--- YOUR TASK ---
Take from the records below each line that holds "elevation".

--- GIVEN INFORMATION ---
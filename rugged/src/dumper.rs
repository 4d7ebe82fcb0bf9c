use std::io::Write;

use chrono::{DateTime, SecondsFormat, Utc};
use nalgebra::Vector3;
use rugged_ellipsoid::NormalizedGeodeticPoint;

/// Recording hook passed by reference into [`crate::Rugged::direct_location`]
/// and [`crate::Rugged::inverse_location`], rather than kept as
/// thread-local state (§9 design note): nothing to reason about across
/// threads beyond whatever the caller does with the `&mut dyn Dumper` it
/// holds.
pub trait Dumper {
    /// Records a direct-location query before it runs.
    #[allow(clippy::too_many_arguments)]
    fn dump_direct_location(
        &mut self,
        sensor_name: &str,
        date: DateTime<Utc>,
        position: Vector3<f64>,
        los: Vector3<f64>,
        light_time_correction: bool,
        aberration_of_light_correction: bool,
    );

    /// Records a direct-location result.
    fn dump_direct_location_result(&mut self, result: &NormalizedGeodeticPoint);

    /// Records an inverse-location query before it runs.
    fn dump_inverse_location(
        &mut self,
        sensor_name: &str,
        target: &NormalizedGeodeticPoint,
        min_line: f64,
        max_line: f64,
        light_time_correction: bool,
        aberration_of_light_correction: bool,
    );

    /// Records an inverse-location result. `None` for either field means
    /// the target was invisible to the sensor.
    fn dump_inverse_location_result(&mut self, line: Option<f64>, pixel: Option<f64>);
}

/// The one shipped [`Dumper`]: writes the line-oriented, `key: field
/// value …` text format of §6 to any [`Write`] sink.
pub struct TextDumper<W> {
    sink: W,
}

impl<W: Write> TextDumper<W> {
    /// Wraps `sink`, writing a header comment line first.
    pub fn new(mut sink: W) -> Self {
        let _ = writeln!(sink, "# rugged debug dump");
        Self { sink }
    }

    fn format_date(date: DateTime<Utc>) -> String {
        date.to_rfc3339_opts(SecondsFormat::AutoSi, true)
    }

    fn format_float(value: f64) -> String {
        format!("{value:22.15e}")
    }

    fn format_vector(v: Vector3<f64>) -> String {
        format!("{} {} {}", Self::format_float(v.x), Self::format_float(v.y), Self::format_float(v.z))
    }
}

impl<W: Write> Dumper for TextDumper<W> {
    fn dump_direct_location(
        &mut self,
        sensor_name: &str,
        date: DateTime<Utc>,
        position: Vector3<f64>,
        los: Vector3<f64>,
        light_time_correction: bool,
        aberration_of_light_correction: bool,
    ) {
        let _ = writeln!(
            self.sink,
            "direct location: sensorName {sensor_name} date {} position {} los {} lightTime {light_time_correction} aberration {aberration_of_light_correction}",
            Self::format_date(date),
            Self::format_vector(position),
            Self::format_vector(los),
        );
    }

    fn dump_direct_location_result(&mut self, result: &NormalizedGeodeticPoint) {
        let _ = writeln!(
            self.sink,
            "direct location result: latitude {} longitude {} elevation {}",
            Self::format_float(result.latitude()),
            Self::format_float(result.longitude()),
            Self::format_float(result.altitude()),
        );
    }

    fn dump_inverse_location(
        &mut self,
        sensor_name: &str,
        target: &NormalizedGeodeticPoint,
        min_line: f64,
        max_line: f64,
        light_time_correction: bool,
        aberration_of_light_correction: bool,
    ) {
        let _ = writeln!(
            self.sink,
            "inverse location: sensorName {sensor_name} latitude {} longitude {} elevation {} minLine {min_line} maxLine {max_line} lightTime {light_time_correction} aberration {aberration_of_light_correction}",
            Self::format_float(target.latitude()),
            Self::format_float(target.longitude()),
            Self::format_float(target.altitude()),
        );
    }

    fn dump_inverse_location_result(&mut self, line: Option<f64>, pixel: Option<f64>) {
        match (line, pixel) {
            (Some(l), Some(p)) => {
                let _ = writeln!(self.sink, "inverse location result: lineNumber {} pixelNumber {}", Self::format_float(l), Self::format_float(p));
            }
            _ => {
                let _ = writeln!(self.sink, "inverse location result: lineNumber none pixelNumber none");
            }
        }
    }
}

--- SOLVED EXERCISE ---
            "direct location result: latitude {} longitude {} elevation {}",
            "inverse location: sensorName {sensor_name} latitude {} longitude {} elevation {} minLine {min_line} maxLine {max_line} lightTime {light_time_correction} aberration {aberration_of_light_correction}",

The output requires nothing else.